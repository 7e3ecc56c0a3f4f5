//! Applies compiled rules to candidate values.
//!
//! Structural only: shape, pattern and length. Whether a value satisfies
//! the program's constraints is decided by the engine at compute time.

use crate::coerce::CandidateValue;
use crate::schema::ValidationRule;

/// Outcome of validating one candidate value.
#[derive(Debug, Clone, PartialEq, Eq)]
pub struct Verdict {
    pub valid: bool,
    /// One line per violation; empty when valid.
    pub diagnostic: String,
}

impl Verdict {
    pub fn valid() -> Self {
        Verdict {
            valid: true,
            diagnostic: String::new(),
        }
    }

    pub fn invalid(diagnostic: impl Into<String>) -> Self {
        Verdict {
            valid: false,
            diagnostic: diagnostic.into(),
        }
    }
}

impl ValidationRule {
    /// Validate a candidate value. Never fails; violations become the verdict.
    pub fn validate(&self, value: &CandidateValue) -> Verdict {
        let errors: Vec<String> = self
            .validator()
            .iter_errors(value)
            .map(|e| e.to_string())
            .collect();
        if errors.is_empty() {
            Verdict::valid()
        } else {
            Verdict::invalid(errors.join("\n"))
        }
    }
}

WHAT IS EXPECTED: Everything from the line with "at compute time." to the last line of the entries above is to be retyped exactly. Include both ends.

EXERCISE RESPONSE:
//! the program's constraints is decided by the engine at compute time.

use crate::coerce::CandidateValue;
use crate::schema::ValidationRule;

/// Outcome of validating one candidate value.
#[derive(Debug, Clone, PartialEq, Eq)]
pub struct Verdict {
    pub valid: bool,
    /// One line per violation; empty when valid.
    pub diagnostic: String,
}

impl Verdict {
    pub fn valid() -> Self {
        Verdict {
            valid: true,
            diagnostic: String::new(),
        }
    }

    pub fn invalid(diagnostic: impl Into<String>) -> Self {
        Verdict {
            valid: false,
            diagnostic: diagnostic.into(),
        }
    }
}

impl ValidationRule {
    /// Validate a candidate value. Never fails; violations become the verdict.
    pub fn validate(&self, value: &CandidateValue) -> Verdict {
        let errors: Vec<String> = self
            .validator()
            .iter_errors(value)
            .map(|e| e.to_string())
            .collect();
        if errors.is_empty() {
            Verdict::valid()
        } else {
            Verdict::invalid(errors.join("\n"))
        }
    }
}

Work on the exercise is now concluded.